■ EXTRACTED ENTRIES

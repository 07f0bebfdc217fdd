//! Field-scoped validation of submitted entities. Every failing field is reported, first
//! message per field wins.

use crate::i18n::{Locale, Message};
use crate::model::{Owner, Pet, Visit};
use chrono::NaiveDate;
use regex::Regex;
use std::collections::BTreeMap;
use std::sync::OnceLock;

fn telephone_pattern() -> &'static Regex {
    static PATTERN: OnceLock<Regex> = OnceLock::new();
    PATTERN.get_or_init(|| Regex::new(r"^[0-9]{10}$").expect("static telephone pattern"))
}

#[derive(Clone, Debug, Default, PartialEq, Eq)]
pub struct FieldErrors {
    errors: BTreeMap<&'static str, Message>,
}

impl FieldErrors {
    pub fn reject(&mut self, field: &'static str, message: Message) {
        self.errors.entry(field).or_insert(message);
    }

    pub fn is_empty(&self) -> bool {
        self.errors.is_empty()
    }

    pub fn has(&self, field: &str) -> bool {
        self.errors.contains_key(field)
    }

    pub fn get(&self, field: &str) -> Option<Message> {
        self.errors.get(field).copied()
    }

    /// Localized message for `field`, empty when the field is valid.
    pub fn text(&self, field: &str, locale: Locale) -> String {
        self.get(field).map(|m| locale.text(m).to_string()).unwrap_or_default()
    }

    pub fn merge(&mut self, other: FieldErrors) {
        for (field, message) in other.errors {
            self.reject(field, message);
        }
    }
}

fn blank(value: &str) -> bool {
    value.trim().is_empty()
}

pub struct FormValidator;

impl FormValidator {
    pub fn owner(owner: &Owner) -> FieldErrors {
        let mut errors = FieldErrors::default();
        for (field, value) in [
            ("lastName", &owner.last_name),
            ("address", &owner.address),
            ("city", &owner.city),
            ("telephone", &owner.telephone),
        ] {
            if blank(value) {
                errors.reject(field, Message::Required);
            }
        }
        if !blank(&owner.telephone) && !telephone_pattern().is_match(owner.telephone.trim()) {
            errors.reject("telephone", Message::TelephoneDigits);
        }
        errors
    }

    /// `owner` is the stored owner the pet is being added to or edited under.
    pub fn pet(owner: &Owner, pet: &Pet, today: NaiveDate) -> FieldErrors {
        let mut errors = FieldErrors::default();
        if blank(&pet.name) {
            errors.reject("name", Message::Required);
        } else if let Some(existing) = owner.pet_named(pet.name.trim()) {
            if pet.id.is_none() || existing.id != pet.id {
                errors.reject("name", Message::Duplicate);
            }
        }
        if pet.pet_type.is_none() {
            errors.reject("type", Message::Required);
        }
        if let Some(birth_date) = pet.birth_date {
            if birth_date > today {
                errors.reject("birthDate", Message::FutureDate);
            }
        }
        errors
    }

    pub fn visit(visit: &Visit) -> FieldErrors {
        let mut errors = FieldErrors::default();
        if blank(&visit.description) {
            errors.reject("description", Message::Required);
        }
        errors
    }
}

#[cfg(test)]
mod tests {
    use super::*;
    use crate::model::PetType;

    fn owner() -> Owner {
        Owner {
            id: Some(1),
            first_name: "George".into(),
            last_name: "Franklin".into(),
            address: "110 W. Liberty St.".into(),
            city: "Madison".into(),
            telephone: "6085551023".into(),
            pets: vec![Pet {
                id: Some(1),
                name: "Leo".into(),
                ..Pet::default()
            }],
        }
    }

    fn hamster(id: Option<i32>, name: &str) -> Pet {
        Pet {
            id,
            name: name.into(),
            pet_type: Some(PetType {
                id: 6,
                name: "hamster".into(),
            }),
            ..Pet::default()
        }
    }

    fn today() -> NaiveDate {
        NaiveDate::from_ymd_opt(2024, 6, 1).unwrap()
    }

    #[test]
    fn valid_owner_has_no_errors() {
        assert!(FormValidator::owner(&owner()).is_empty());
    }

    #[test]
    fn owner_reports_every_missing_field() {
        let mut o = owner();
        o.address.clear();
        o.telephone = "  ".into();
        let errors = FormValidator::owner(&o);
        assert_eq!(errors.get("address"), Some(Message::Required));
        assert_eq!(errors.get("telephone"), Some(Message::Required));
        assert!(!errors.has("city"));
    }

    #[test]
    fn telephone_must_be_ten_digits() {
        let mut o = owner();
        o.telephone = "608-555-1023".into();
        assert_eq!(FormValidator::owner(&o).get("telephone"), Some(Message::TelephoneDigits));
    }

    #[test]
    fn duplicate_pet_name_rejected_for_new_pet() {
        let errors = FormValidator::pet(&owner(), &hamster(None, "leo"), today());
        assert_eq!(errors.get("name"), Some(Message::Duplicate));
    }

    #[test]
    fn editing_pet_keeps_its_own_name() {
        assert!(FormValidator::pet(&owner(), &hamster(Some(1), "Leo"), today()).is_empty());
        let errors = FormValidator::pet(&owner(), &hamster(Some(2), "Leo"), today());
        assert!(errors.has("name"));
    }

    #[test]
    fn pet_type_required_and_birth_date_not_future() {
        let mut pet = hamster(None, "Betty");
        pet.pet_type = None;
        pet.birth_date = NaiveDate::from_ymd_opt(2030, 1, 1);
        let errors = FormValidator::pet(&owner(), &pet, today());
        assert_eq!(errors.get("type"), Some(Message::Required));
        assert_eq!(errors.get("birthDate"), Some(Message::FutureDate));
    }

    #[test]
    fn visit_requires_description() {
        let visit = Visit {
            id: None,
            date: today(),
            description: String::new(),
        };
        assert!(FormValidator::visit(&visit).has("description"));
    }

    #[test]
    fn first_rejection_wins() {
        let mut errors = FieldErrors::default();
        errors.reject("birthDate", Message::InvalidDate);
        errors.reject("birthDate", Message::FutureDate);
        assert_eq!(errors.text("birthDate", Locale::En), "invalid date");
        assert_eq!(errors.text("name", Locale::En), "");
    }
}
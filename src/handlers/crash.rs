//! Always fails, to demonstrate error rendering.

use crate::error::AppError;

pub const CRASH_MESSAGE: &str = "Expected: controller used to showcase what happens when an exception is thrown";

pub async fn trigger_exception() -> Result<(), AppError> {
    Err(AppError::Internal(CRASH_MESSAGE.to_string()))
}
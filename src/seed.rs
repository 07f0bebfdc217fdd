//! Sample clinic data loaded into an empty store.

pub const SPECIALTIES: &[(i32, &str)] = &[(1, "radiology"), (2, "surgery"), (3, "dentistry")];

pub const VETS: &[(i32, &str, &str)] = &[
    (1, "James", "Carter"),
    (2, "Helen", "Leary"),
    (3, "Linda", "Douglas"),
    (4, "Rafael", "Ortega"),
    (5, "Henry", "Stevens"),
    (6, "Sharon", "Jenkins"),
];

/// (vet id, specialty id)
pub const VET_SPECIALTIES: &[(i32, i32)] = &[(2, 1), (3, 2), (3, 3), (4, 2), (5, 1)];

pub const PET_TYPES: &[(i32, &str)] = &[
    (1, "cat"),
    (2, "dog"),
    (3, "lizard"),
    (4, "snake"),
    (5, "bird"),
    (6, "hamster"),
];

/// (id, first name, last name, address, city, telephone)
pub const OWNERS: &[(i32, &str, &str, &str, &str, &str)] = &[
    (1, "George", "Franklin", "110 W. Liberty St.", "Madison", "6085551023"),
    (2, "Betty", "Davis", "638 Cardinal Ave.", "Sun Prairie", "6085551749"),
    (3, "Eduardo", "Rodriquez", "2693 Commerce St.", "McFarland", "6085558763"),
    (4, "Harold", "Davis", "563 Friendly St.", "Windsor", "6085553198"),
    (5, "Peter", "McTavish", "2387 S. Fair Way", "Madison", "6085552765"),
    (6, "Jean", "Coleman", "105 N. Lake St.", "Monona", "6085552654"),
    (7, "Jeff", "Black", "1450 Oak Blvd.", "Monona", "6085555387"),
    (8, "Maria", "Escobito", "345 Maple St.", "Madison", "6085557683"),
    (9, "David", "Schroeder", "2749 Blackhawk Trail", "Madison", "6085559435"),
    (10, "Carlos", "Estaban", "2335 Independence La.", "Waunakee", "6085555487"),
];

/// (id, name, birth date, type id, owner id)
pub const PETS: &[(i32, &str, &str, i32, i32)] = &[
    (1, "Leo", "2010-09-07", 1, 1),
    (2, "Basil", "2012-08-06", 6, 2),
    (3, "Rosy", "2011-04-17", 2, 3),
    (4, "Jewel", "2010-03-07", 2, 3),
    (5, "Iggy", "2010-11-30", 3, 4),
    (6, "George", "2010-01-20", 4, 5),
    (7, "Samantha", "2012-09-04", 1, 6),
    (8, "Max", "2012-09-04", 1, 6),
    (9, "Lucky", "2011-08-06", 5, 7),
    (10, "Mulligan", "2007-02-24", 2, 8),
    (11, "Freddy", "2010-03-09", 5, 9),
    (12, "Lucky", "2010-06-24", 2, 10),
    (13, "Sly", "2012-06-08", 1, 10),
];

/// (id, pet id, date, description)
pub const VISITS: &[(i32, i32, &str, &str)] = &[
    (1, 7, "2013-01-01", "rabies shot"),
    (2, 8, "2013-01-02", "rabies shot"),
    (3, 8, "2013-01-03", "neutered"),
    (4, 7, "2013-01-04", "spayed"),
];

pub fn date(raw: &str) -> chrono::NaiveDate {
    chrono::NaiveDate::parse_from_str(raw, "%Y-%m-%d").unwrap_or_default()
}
---
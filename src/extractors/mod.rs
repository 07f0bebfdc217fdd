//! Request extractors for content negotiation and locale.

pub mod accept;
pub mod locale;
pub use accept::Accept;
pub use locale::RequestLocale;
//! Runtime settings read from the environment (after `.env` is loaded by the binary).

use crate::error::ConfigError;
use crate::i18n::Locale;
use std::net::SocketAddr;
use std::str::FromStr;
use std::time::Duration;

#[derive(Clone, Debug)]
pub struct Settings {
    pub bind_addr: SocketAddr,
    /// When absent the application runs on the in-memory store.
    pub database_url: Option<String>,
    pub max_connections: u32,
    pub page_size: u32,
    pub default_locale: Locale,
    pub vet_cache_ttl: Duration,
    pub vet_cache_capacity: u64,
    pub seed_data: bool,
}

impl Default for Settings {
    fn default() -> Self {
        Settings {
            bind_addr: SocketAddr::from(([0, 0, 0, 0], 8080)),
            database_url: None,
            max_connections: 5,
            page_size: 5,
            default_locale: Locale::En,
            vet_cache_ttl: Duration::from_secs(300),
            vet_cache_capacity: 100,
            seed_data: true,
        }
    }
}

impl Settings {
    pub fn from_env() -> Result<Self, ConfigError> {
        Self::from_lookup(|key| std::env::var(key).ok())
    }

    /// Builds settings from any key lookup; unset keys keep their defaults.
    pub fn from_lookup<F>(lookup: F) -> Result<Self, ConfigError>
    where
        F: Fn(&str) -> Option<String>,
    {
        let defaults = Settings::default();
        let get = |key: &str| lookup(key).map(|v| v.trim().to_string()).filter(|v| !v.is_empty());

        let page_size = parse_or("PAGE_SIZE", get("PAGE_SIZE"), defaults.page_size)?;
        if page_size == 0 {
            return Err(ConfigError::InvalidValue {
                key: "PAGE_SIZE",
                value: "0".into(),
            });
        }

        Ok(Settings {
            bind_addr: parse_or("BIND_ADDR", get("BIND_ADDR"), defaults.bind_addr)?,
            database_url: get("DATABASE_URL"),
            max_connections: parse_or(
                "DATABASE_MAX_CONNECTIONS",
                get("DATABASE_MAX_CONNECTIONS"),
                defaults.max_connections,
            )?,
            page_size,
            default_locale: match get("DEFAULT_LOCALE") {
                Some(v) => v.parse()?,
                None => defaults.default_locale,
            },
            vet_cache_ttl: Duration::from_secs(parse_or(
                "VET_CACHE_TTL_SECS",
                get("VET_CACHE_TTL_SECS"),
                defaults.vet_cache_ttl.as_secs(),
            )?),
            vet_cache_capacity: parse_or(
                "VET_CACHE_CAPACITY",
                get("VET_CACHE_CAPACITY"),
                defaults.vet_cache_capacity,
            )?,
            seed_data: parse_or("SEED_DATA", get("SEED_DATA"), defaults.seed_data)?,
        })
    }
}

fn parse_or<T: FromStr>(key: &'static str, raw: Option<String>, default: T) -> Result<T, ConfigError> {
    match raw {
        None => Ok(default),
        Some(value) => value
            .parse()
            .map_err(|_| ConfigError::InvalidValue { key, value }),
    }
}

■ TASK DIRECTIONS
Check the records above and copy each line that has the string "blank".

■ FINAL ANSWER
fn blank(value: &str) -> bool {
            if blank(value) {
        if !blank(&owner.telephone) && !telephone_pattern().is_match(owner.telephone.trim()) {
        if blank(&pet.name) {
        if blank(&visit.description) {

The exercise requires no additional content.